Supporting the use of Chi-square goodness of fit is knowledge from research design literature that emphasizes the importance of selecting appropriate statistical tests based on data type and research questions. For example, data types can be categorized into nominal, ordinal, interval, and ratio scales. The paper’s variables, altitude and frequency, fall within the nominal and discrete spectrum of data types, clearly justifying the Chi-square method. Measurement scales further support this analysis, with aircraft altitude represented nominally while operational frequencies adhere to discrete measurement.

Literature also emphasizes understanding designs such as cross-sectional and longitudinal studies. The paper’s cross-sectional design, enhancing its relevance by providing a snapshot of operations, indicates sound methodological choices that enhance the validity of the findings.

Conclusion

This empirical conference paper contributes to aviation safety and operational research by methodically analyzing the distribution of large aircraft operations using Chi-square goodness of fit. It showcases how statistical analysis can guide safety protocols and inform policy regarding altitude management during various flight operations. Ultimately, employing quantitative methodologies such as Chi-square enables researchers to draw meaningful insights from data, guiding critical decisions in aviation.

References

  • Field, A. (2013). Discovering Statistics Using IBM SPSS Statistics. SAGE Publications.

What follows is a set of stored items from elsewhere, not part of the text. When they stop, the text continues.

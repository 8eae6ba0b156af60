//! JSON-RPC access to a chain.

use {
    crate::{
        chain::ChainId,
        error::{ClientError, Result},
        primitives::{from_hex, parse_quantity, to_hex, to_quantity, Address, TxHash},
    },
    async_trait::async_trait,
    log::*,
    serde::Deserialize,
    serde_json::{json, Value},
    std::{
        sync::atomic::{AtomicU64, Ordering},
        time::Duration,
    },
};

impl std::fmt::Debug for dyn ChainRpc + '_ {
    fn fmt(&self, f: &mut std::fmt::Formatter<'_>) -> std::fmt::Result {
        f.write_str("dyn ChainRpc")
    }
}

/// Read access to one chain. [`HttpChainRpc`] is the production
/// implementation; tests substitute in-memory nodes.
#[async_trait]
pub trait ChainRpc: Send + Sync {
    /// `eth_call` against the latest block.
    async fn call(&self, to: Address, data: Vec<u8>) -> Result<Vec<u8>>;
    async fn block_number(&self) -> Result<u64>;
    async fn gas_price(&self) -> Result<u128>;
    async fn estimate_gas(&self, tx: &TransactionRequest) -> Result<u128>;
    /// `None` while the transaction is not yet mined.
    async fn transaction_receipt(&self, hash: TxHash) -> Result<Option<TransactionReceipt>>;
}

/// A fully specified transaction handed to the wallet for signing.
#[derive(Debug, Clone, PartialEq, Eq)]
pub struct TransactionRequest {
    pub from: Address,
    pub to: Address,
    pub data: Vec<u8>,
    pub value: u128,
    /// `None` sends without a gas limit and lets the wallet decide.
    pub gas: Option<u128>,
    pub gas_price: Option<u128>,
    pub chain_id: ChainId,
}

impl TransactionRequest {
    /// The JSON-RPC transaction object.
    pub fn to_json(&self) -> Value {
        let mut object = json!({
            "from": self.from.to_string(),
            "to": self.to.to_string(),
            "data": to_hex(&self.data),
            "value": to_quantity(self.value),
            "chainId": to_quantity(u128::from(self.chain_id.0)),
        });
        if let Some(gas) = self.gas {
            object["gas"] = json!(to_quantity(gas));
        }
        if let Some(gas_price) = self.gas_price {
            object["gasPrice"] = json!(to_quantity(gas_price));
        }
        object
    }
}

#[derive(Debug, Clone, Copy, PartialEq, Eq)]
pub struct TransactionReceipt {
    pub transaction_hash: TxHash,
    pub block_number: u64,
    /// 1 for success, 0 for revert.
    pub status: u64,
}

impl TransactionReceipt {
    pub fn succeeded(&self) -> bool {
        self.status == 1
    }
}

#[derive(Deserialize)]
#[serde(rename_all = "camelCase")]
struct RpcReceipt {
    transaction_hash: TxHash,
    block_number: Option<String>,
    status: Option<String>,
}

#[derive(Deserialize)]
struct RpcErrorObject {
    code: i64,
    message: String,
}

#[derive(Deserialize)]
struct RpcResponse {
    #[serde(default)]
    result: Value,
    error: Option<RpcErrorObject>,
}

/// JSON-RPC over HTTP with ordered endpoint fallback. A request goes to the
/// first endpoint; transport failures and timeouts move on to the next one.
/// A JSON-RPC error object from a node is returned as is.
#[derive(Debug)]
pub struct HttpChainRpc {
    chain_id: ChainId,
    endpoints: Vec<String>,
    client: reqwest::Client,
    next_id: AtomicU64,
}

impl HttpChainRpc {
    pub fn new(chain_id: ChainId, endpoints: Vec<String>, timeout: Duration) -> Result<Self> {
        if endpoints.is_empty() {
            return Err(ClientError::NoEndpoints(chain_id));
        }
        let client = reqwest::Client::builder().timeout(timeout).build()?;
        Ok(Self {
            chain_id,
            endpoints,
            client,
            next_id: AtomicU64::new(1),
        })
    }

    pub fn chain_id(&self) -> ChainId {
        self.chain_id
    }

    async fn request(&self, method: &str, params: Value) -> Result<Value> {
        let id = self.next_id.fetch_add(1, Ordering::Relaxed);
        let body = json!({
            "jsonrpc": "2.0",
            "id": id,
            "method": method,
            "params": params,
        });

        let mut last_error = None;
        for endpoint in &self.endpoints {
            match self.send(endpoint, &body).await {
                Ok(result) => return Ok(result),
                Err(err @ ClientError::Rpc { .. }) => {
                    debug!("{method} on chain {} via {endpoint}: {err}", self.chain_id);
                    return Err(err);
                }
                Err(err) => {
                    warn!(
                        "{method} on chain {} via {endpoint} failed: {err}",
                        self.chain_id
                    );
                    last_error = Some(err);
                }
            }
        }
        Err(last_error.unwrap_or(ClientError::NoEndpoints(self.chain_id)))
    }

    async fn send(&self, endpoint: &str, body: &Value) -> Result<Value> {
        let response: RpcResponse = self
            .client
            .post(endpoint)
            .json(body)
            .send()
            .await?
            .error_for_status()?
            .json()
            .await?;
        if let Some(error) = response.error {
            return Err(ClientError::Rpc {
                code: error.code,
                message: error.message,
            });
        }
        Ok(response.result)
    }

    async fn request_quantity(&self, method: &str, params: Value) -> Result<u128> {
        let result = self.request(method, params).await?;
        let text = result
            .as_str()
            .ok_or_else(|| ClientError::Decode(format!("{method} returned {result}")))?;
        parse_quantity(text)
    }
}

#[async_trait]
impl ChainRpc for HttpChainRpc {
    async fn call(&self, to: Address, data: Vec<u8>) -> Result<Vec<u8>> {
        let params = json!([{ "to": to.to_string(), "data": to_hex(&data) }, "latest"]);
        let result = self.request("eth_call", params).await?;
        let text = result
            .as_str()
            .ok_or_else(|| ClientError::Decode(format!("eth_call returned {result}")))?;
        from_hex(text)
    }

    async fn block_number(&self) -> Result<u64> {
        let number = self.request_quantity("eth_blockNumber", json!([])).await?;
        u64::try_from(number)
            .map_err(|_| ClientError::Decode(format!("block number {number} out of range")))
    }

    async fn gas_price(&self) -> Result<u128> {
        self.request_quantity("eth_gasPrice", json!([])).await
    }

    async fn estimate_gas(&self, tx: &TransactionRequest) -> Result<u128> {
        self.request_quantity("eth_estimateGas", json!([tx.to_json()]))
            .await
    }

    async fn transaction_receipt(&self, hash: TxHash) -> Result<Option<TransactionReceipt>> {
        let result = self
            .request("eth_getTransactionReceipt", json!([hash.to_string()]))
            .await?;
        if result.is_null() {
            return Ok(None);
        }
        let receipt: RpcReceipt = serde_json::from_value(result)?;
        // Pending receipts on some nodes carry no block number yet.
        let Some(block_number) = receipt.block_number else {
            return Ok(None);
        };
        let block_number = parse_quantity(&block_number)?;
        let status = receipt
            .status
            .as_deref()
            .map(parse_quantity)
            .transpose()?
            .unwrap_or(1);
        Ok(Some(TransactionReceipt {
            transaction_hash: receipt.transaction_hash,
            block_number: u64::try_from(block_number).map_err(|_| {
                ClientError::Decode(format!("block number {block_number} out of range"))
            })?,
            status: u64::try_from(status)
                .map_err(|_| ClientError::Decode(format!("status {status} out of range")))?,
        }))
    }
}

#[cfg(test)]
mod tests {
    use {
        super::*,
        assert_matches::assert_matches,
        jsonrpc_core::{Error, ErrorCode, IoHandler, Params},
        jsonrpc_http_server::{Server, ServerBuilder},
        std::{
            net::SocketAddr,
            sync::{
                atomic::{AtomicUsize, Ordering},
                Arc,
            },
        },
    };

    const HASH: &str = "0x1111111111111111111111111111111111111111111111111111111111111111";

    fn start_server(io: IoHandler) -> (Server, SocketAddr) {
        let server = ServerBuilder::new(io)
            .threads(1)
            .start_http(&"127.0.0.1:0".parse().unwrap())
            .expect("start mock rpc server");
        let address = *server.address();
        (server, address)
    }

    fn mock_node() -> IoHandler {
        let mut io = IoHandler::default();
        io.add_sync_method("eth_blockNumber", |_params: Params| Ok(Value::String("0x2a".into())));
        io.add_sync_method("eth_gasPrice", |_params: Params| {
            Ok(Value::String("0x3b9aca00".into()))
        });
        io.add_sync_method("eth_call", |params: Params| {
            let params: Vec<Value> = params.parse()?;
            let data = params[0]["data"].as_str().unwrap_or_default().to_string();
            // Echo the calldata back as return data.
            Ok(Value::String(data))
        });
        io.add_sync_method("eth_estimateGas", |params: Params| {
            let params: Vec<Value> = params.parse()?;
            if params[0]["gasPrice"].is_null() {
                return Err(Error::invalid_params("missing gasPrice"));
            }
            Ok(Value::String("0x5208".into()))
        });
        io.add_sync_method("eth_getTransactionReceipt", |params: Params| {
            let params: Vec<String> = params.parse()?;
            if params[0] == HASH {
                Ok(json!({
                    "transactionHash": HASH,
                    "blockNumber": "0x29",
                    "status": "0x0",
                }))
            } else {
                Ok(Value::Null)
            }
        });
        io
    }

    fn runtime() -> tokio::runtime::Runtime {
        tokio::runtime::Builder::new_current_thread()
            .enable_all()
            .build()
            .unwrap()
    }

    #[test]
    fn test_node_methods() {
        let (_server, address) = start_server(mock_node());
        let rpc = HttpChainRpc::new(
            ChainId::BSC,
            vec![format!("http://{address}")],
            Duration::from_secs(5),
        )
        .unwrap();

        runtime().block_on(async {
            assert_eq!(rpc.block_number().await.unwrap(), 42);
            assert_eq!(rpc.gas_price().await.unwrap(), 1_000_000_000);
            assert_eq!(
                rpc.call(Address::new([1; 20]), vec![0xde, 0xad]).await.unwrap(),
                vec![0xde, 0xad]
            );

            let tx = TransactionRequest {
                from: Address::new([1; 20]),
                to: Address::new([2; 20]),
                data: vec![],
                value: 0,
                gas: None,
                gas_price: Some(5),
                chain_id: ChainId::BSC,
            };
            assert_eq!(rpc.estimate_gas(&tx).await.unwrap(), 21_000);
            let without_price = TransactionRequest {
                gas_price: None,
                ..tx
            };
            assert_matches!(
                rpc.estimate_gas(&without_price).await,
                Err(ClientError::Rpc { code: -32602, .. })
            );

            let receipt = rpc
                .transaction_receipt(HASH.parse().unwrap())
                .await
                .unwrap()
                .unwrap();
            assert_eq!(receipt.block_number, 41);
            assert!(!receipt.succeeded());
            assert_eq!(rpc.transaction_receipt(TxHash::new([2; 32])).await.unwrap(), None);
        });
    }

    fn unreachable_endpoint() -> String {
        let listener = std::net::TcpListener::bind("127.0.0.1:0").unwrap();
        let address = listener.local_addr().unwrap();
        drop(listener);
        format!("http://{address}")
    }

    #[test]
    fn test_falls_back_to_next_endpoint() {
        let (_server, address) = start_server(mock_node());
        let rpc = HttpChainRpc::new(
            ChainId::ETHEREUM,
            vec![unreachable_endpoint(), format!("http://{address}")],
            Duration::from_secs(5),
        )
        .unwrap();
        let number = runtime().block_on(rpc.block_number()).unwrap();
        assert_eq!(number, 42);
    }

    #[test]
    fn test_node_error_is_not_retried() {
        let counting_node = |calls: Arc<AtomicUsize>| {
            let mut io = IoHandler::default();
            io.add_sync_method("eth_call", move |_params: Params| {
                calls.fetch_add(1, Ordering::SeqCst);
                Err(Error {
                    code: ErrorCode::ServerError(3),
                    message: "execution reverted".to_string(),
                    data: None,
                })
            });
            io
        };
        let first_calls = Arc::new(AtomicUsize::new(0));
        let second_calls = Arc::new(AtomicUsize::new(0));
        let (_first, first_address) = start_server(counting_node(first_calls.clone()));
        let (_second, second_address) = start_server(counting_node(second_calls.clone()));

        let rpc = HttpChainRpc::new(
            ChainId::BSC,
            vec![
                format!("http://{first_address}"),
                format!("http://{second_address}"),
            ],
            Duration::from_secs(5),
        )
        .unwrap();
        assert_matches!(
            runtime().block_on(rpc.call(Address::new([1; 20]), vec![0x01])),
            Err(ClientError::Rpc { code: 3, message }) if message == "execution reverted"
        );
        assert_eq!(first_calls.load(Ordering::SeqCst), 1);
        assert_eq!(second_calls.load(Ordering::SeqCst), 0);
    }

    #[test]
    fn test_all_endpoints_unreachable_returns_last_error() {
        let rpc = HttpChainRpc::new(
            ChainId::BSC,
            vec![unreachable_endpoint(), unreachable_endpoint()],
            Duration::from_secs(5),
        )
        .unwrap();
        assert_matches!(runtime().block_on(rpc.gas_price()), Err(ClientError::Http(_)));
    }

    #[test]
    fn test_requires_endpoints() {
        assert_matches!(
            HttpChainRpc::new(ChainId::BSC, vec![], Duration::from_secs(1)),
            Err(ClientError::NoEndpoints(ChainId::BSC))
        );
    }

    #[test]
    fn test_transaction_json() {
        let tx = TransactionRequest {
            from: Address::new([1; 20]),
            to: Address::new([2; 20]),
            data: vec![0xab],
            value: 0,
            gas: Some(100),
            gas_price: None,
            chain_id: ChainId::BSC,
        };
        let object = tx.to_json();
        assert_eq!(object["data"], "0xab");
        assert_eq!(object["gas"], "0x64");
        assert_eq!(object["chainId"], "0x38");
        assert!(object.get("gasPrice").is_none());
    }
}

  • UCLA Statistical Consulting Group. (n.d.). Chi-Square Goodness of Fit Test. Retrieved from https://stats.oarc.ucla.edu/other/chi-square/goodness-of-fit-test/

  • Tabachnick, B. G., & Fidell, L. S. (2013). Using Multivariate Statistics. Pearson.

  • McHugh, M. L. (2013). The Chi-square Test of Independence. Biochemia Medica, 23(2), 143-149.

  • Howell, D. C. (2012). Statistical Methods for Psychology. Cengage Learning.

  • Coakes, S. J., & Steed, L. (2007). SPSS: Analysis without anguish. Wiley.

  • Saunders, M. N. K., Lewis, P., & Thornhill, A. (2016). Research Methods for Business Students. Pearson.

  • Mertler, C. A., & Vannatta, R. A. (2016). Advanced and Multivariate Statistical Methods. Pearson.

  • Burns, R. B., & Grove, S. K. (2005). The Practice of Nursing Research: Conduct, Critique, and Utilization. Elsevier.

  • Yamane, T. (1973). Statistics: An Introductory Analysis. Harper & Row.